=== Begin Enclosure ===

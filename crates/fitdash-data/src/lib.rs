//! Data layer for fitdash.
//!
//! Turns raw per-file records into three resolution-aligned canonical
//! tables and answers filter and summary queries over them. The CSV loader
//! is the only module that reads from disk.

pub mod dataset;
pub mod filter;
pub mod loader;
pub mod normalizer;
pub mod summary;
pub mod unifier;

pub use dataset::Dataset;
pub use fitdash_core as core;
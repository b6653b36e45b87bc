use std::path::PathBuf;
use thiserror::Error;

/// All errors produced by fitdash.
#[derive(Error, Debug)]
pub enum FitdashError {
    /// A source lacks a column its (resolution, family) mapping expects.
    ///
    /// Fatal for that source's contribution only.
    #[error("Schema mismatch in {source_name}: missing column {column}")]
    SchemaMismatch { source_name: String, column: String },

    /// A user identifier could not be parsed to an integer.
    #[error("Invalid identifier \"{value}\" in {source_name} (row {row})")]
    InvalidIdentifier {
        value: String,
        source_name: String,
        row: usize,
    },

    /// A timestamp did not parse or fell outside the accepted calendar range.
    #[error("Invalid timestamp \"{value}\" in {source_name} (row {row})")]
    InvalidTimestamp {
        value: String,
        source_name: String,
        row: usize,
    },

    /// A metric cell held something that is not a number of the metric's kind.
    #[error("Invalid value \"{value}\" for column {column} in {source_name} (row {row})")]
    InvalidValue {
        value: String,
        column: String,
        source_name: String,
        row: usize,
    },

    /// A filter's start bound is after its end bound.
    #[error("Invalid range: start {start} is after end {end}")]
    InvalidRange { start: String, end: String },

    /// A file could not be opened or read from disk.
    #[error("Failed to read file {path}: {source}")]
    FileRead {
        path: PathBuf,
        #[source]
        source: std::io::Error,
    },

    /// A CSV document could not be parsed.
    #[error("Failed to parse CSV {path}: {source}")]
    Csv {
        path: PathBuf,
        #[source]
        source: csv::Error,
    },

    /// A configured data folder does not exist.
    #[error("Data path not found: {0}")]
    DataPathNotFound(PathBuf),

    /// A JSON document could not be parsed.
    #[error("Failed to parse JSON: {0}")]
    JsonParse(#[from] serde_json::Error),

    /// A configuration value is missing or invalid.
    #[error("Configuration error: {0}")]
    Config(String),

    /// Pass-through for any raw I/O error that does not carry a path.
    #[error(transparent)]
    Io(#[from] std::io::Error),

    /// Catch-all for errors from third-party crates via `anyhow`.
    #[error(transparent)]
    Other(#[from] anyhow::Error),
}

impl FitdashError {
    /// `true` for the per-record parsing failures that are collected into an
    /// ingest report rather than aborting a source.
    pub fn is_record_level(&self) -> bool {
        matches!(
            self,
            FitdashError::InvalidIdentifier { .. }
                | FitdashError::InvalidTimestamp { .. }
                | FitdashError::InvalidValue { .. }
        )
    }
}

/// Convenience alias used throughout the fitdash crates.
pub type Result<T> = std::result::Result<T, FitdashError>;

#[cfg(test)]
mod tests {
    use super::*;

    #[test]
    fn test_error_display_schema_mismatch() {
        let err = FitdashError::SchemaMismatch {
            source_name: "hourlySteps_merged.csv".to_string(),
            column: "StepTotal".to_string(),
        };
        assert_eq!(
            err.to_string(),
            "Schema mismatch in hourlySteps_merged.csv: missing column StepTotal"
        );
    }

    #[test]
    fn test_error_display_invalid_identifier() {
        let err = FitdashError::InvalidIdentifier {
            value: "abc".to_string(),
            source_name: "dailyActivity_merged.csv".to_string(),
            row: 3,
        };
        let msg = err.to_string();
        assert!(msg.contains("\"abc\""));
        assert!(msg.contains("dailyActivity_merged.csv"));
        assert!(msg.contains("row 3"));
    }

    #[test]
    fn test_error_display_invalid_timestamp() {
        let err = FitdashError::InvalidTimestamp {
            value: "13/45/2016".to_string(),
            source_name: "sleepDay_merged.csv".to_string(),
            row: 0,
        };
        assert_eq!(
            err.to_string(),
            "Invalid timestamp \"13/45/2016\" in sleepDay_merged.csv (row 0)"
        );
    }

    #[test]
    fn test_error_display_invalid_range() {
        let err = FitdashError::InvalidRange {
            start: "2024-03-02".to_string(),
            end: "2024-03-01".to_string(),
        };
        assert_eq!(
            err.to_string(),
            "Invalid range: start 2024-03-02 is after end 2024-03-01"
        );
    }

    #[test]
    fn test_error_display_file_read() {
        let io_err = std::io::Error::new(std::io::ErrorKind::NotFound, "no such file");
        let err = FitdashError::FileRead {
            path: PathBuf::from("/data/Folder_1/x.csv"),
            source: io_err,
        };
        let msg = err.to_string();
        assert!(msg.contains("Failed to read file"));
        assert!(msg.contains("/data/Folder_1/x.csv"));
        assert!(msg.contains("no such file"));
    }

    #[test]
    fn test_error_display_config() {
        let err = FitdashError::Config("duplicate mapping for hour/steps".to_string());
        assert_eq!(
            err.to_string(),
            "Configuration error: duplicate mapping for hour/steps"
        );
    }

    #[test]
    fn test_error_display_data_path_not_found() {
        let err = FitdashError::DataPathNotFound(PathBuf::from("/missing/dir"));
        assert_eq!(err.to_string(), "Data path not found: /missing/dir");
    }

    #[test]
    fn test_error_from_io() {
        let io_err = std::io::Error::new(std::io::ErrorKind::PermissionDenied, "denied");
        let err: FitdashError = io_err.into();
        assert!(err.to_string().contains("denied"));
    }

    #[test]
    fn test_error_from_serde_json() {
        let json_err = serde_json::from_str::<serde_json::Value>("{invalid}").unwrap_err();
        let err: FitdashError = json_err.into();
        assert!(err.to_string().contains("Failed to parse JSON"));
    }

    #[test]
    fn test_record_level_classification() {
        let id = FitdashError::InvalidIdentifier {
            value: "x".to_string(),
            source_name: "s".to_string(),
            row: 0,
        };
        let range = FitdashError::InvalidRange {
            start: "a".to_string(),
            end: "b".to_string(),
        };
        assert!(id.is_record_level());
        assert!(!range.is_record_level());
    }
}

=== End Enclosure ===

§ Action item: Restate each entry above word for word.

§ Solution for this task:
filename crates/fitdash-data/src/lib.rs
//! Data layer for fitdash.
//!
//! Turns raw per-file records into three resolution-aligned canonical
//! tables and answers filter and summary queries over them. The CSV loader
//! is the only module that reads from disk.

pub mod dataset;
pub mod filter;
pub mod loader;
pub mod normalizer;
pub mod summary;
pub mod unifier;

pub use dataset::Dataset;
pub use fitdash_core as core;
repository b6653b36e45b87bc
use std::path::PathBuf;
use thiserror::Error;

/// All errors produced by fitdash.
#[derive(Error, Debug)]
pub enum FitdashError {
    /// A source lacks a column its (resolution, family) mapping expects.
    ///
    /// Fatal for that source's contribution only.
    #[error("Schema mismatch in {source_name}: missing column {column}")]
    SchemaMismatch { source_name: String, column: String },

    /// A user identifier could not be parsed to an integer.
    #[error("Invalid identifier \"{value}\" in {source_name} (row {row})")]
    InvalidIdentifier {
        value: String,
        source_name: String,
        row: usize,
    },

    /// A timestamp did not parse or fell outside the accepted calendar range.
    #[error("Invalid timestamp \"{value}\" in {source_name} (row {row})")]
    InvalidTimestamp {
        value: String,
        source_name: String,
        row: usize,
    },

    /// A metric cell held something that is not a number of the metric's kind.
    #[error("Invalid value \"{value}\" for column {column} in {source_name} (row {row})")]
    InvalidValue {
        value: String,
        column: String,
        source_name: String,
        row: usize,
    },

    /// A filter's start bound is after its end bound.
    #[error("Invalid range: start {start} is after end {end}")]
    InvalidRange { start: String, end: String },

    /// A file could not be opened or read from disk.
    #[error("Failed to read file {path}: {source}")]
    FileRead {
        path: PathBuf,
        #[source]
        source: std::io::Error,
    },

    /// A CSV document could not be parsed.
    #[error("Failed to parse CSV {path}: {source}")]
    Csv {
        path: PathBuf,
        #[source]
        source: csv::Error,
    },

    /// A configured data folder does not exist.
    #[error("Data path not found: {0}")]
    DataPathNotFound(PathBuf),

    /// A JSON document could not be parsed.
    #[error("Failed to parse JSON: {0}")]
    JsonParse(#[from] serde_json::Error),

    /// A configuration value is missing or invalid.
    #[error("Configuration error: {0}")]
    Config(String),

    /// Pass-through for any raw I/O error that does not carry a path.
    #[error(transparent)]
    Io(#[from] std::io::Error),

    /// Catch-all for errors from third-party crates via `anyhow`.
    #[error(transparent)]
    Other(#[from] anyhow::Error),
}

impl FitdashError {
    /// `true` for the per-record parsing failures that are collected into an
    /// ingest report rather than aborting a source.
    pub fn is_record_level(&self) -> bool {
        matches!(
            self,
            FitdashError::InvalidIdentifier { .. }
                | FitdashError::InvalidTimestamp { .. }
                | FitdashError::InvalidValue { .. }
        )
    }
}

/// Convenience alias used throughout the fitdash crates.
pub type Result<T> = std::result::Result<T, FitdashError>;

#[cfg(test)]
mod tests {
    use super::*;

    #[test]
    fn test_error_display_schema_mismatch() {
        let err = FitdashError::SchemaMismatch {
            source_name: "hourlySteps_merged.csv".to_string(),
            column: "StepTotal".to_string(),
        };
        assert_eq!(
            err.to_string(),
            "Schema mismatch in hourlySteps_merged.csv: missing column StepTotal"
        );
    }

    #[test]
    fn test_error_display_invalid_identifier() {
        let err = FitdashError::InvalidIdentifier {
            value: "abc".to_string(),
            source_name: "dailyActivity_merged.csv".to_string(),
            row: 3,
        };
        let msg = err.to_string();
        assert!(msg.contains("\"abc\""));
        assert!(msg.contains("dailyActivity_merged.csv"));
        assert!(msg.contains("row 3"));
    }

    #[test]
    fn test_error_display_invalid_timestamp() {
        let err = FitdashError::InvalidTimestamp {
            value: "13/45/2016".to_string(),
            source_name: "sleepDay_merged.csv".to_string(),
            row: 0,
        };
        assert_eq!(
            err.to_string(),
            "Invalid timestamp \"13/45/2016\" in sleepDay_merged.csv (row 0)"
        );
    }

    #[test]
    fn test_error_display_invalid_range() {
        let err = FitdashError::InvalidRange {
            start: "2024-03-02".to_string(),
            end: "2024-03-01".to_string(),
        };
        assert_eq!(
            err.to_string(),
            "Invalid range: start 2024-03-02 is after end 2024-03-01"
        );
    }

    #[test]
    fn test_error_display_file_read() {
        let io_err = std::io::Error::new(std::io::ErrorKind::NotFound, "no such file");
        let err = FitdashError::FileRead {
            path: PathBuf::from("/data/Folder_1/x.csv"),
            source: io_err,
        };
        let msg = err.to_string();
        assert!(msg.contains("Failed to read file"));
        assert!(msg.contains("/data/Folder_1/x.csv"));
        assert!(msg.contains("no such file"));
    }

    #[test]
    fn test_error_display_config() {
        let err = FitdashError::Config("duplicate mapping for hour/steps".to_string());
        assert_eq!(
            err.to_string(),
            "Configuration error: duplicate mapping for hour/steps"
        );
    }

    #[test]
    fn test_error_display_data_path_not_found() {
        let err = FitdashError::DataPathNotFound(PathBuf::from("/missing/dir"));
        assert_eq!(err.to_string(), "Data path not found: /missing/dir");
    }

    #[test]
    fn test_error_from_io() {
        let io_err = std::io::Error::new(std::io::ErrorKind::PermissionDenied, "denied");
        let err: FitdashError = io_err.into();
        assert!(err.to_string().contains("denied"));
    }

    #[test]
    fn test_error_from_serde_json() {
        let json_err = serde_json::from_str::<serde_json::Value>("{invalid}").unwrap_err();
        let err: FitdashError = json_err.into();
        assert!(err.to_string().contains("Failed to parse JSON"));
    }

    #[test]
    fn test_record_level_classification() {
        let id = FitdashError::InvalidIdentifier {
            value: "x".to_string(),
            source_name: "s".to_string(),
            row: 0,
        };
        let range = FitdashError::InvalidRange {
            start: "a".to_string(),
            end: "b".to_string(),
        };
        assert!(id.is_record_level());
        assert!(!range.is_record_level());
    }
}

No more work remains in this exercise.